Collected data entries
+---+

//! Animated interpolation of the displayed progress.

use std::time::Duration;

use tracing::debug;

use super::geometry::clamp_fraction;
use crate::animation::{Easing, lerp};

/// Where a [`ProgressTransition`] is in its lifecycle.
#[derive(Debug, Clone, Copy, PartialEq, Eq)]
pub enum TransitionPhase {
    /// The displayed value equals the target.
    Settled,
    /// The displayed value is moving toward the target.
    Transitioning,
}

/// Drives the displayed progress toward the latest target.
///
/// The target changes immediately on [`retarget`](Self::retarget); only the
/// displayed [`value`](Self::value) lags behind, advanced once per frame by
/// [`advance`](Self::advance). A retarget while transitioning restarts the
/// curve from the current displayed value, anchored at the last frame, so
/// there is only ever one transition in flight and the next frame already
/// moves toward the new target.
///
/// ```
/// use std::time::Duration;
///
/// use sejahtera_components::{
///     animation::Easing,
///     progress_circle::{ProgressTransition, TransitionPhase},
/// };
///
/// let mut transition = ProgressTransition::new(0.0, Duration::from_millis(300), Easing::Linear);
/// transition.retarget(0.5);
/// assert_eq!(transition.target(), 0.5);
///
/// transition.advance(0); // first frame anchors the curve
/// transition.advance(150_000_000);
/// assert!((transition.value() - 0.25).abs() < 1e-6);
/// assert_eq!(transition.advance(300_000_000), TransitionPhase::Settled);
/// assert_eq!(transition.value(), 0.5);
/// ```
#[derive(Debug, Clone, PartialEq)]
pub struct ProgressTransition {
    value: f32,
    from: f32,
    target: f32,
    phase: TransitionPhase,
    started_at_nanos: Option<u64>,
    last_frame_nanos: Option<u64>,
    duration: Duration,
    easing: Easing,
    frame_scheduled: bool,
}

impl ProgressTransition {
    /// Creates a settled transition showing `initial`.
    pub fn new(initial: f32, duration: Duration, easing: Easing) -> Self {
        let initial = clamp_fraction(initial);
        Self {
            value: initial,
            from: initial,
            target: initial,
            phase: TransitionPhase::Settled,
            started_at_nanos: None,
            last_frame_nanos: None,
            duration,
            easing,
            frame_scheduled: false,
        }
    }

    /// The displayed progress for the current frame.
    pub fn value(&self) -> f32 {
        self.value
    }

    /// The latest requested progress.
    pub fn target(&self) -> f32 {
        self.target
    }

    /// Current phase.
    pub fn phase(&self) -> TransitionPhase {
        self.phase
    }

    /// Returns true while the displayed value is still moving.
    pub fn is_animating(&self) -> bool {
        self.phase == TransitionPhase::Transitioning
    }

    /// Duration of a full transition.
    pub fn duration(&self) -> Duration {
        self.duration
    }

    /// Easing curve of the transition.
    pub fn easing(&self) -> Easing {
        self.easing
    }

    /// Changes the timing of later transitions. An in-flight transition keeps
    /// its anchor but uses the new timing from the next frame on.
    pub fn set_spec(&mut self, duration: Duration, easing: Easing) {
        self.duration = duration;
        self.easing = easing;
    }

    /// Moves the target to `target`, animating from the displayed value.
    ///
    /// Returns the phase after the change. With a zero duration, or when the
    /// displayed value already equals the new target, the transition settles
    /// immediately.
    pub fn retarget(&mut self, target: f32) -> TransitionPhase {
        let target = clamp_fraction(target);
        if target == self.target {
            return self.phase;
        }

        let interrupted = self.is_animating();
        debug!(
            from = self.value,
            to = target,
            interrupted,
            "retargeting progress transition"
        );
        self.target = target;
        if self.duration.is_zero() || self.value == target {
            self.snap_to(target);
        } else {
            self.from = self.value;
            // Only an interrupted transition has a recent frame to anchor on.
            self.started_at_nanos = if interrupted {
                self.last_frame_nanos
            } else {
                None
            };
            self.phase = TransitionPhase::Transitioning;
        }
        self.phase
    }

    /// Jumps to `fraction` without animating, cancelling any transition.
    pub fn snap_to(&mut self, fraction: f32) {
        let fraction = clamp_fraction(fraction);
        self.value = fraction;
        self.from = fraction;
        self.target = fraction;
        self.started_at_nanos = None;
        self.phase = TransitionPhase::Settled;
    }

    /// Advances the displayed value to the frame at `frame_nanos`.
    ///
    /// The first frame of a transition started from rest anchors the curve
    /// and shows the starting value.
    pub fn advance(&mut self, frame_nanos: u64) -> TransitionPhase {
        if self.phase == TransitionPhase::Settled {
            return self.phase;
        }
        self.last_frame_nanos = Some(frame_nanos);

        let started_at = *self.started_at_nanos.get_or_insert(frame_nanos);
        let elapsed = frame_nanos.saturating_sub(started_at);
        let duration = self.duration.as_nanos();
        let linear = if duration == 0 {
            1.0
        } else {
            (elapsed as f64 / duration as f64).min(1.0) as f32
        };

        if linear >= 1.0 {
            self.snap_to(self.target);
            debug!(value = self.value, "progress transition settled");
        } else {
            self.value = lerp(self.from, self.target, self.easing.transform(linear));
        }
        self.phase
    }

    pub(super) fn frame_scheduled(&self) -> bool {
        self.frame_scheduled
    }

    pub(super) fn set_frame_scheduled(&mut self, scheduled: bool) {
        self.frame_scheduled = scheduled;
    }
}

+---+

__DIRECTIONS FOR THIS TASK__
Return a copy of each line in the entries that carries the string "None".

__TASK RESPONSE__
            started_at_nanos: None,
            last_frame_nanos: None,
                None
        self.started_at_nanos = None;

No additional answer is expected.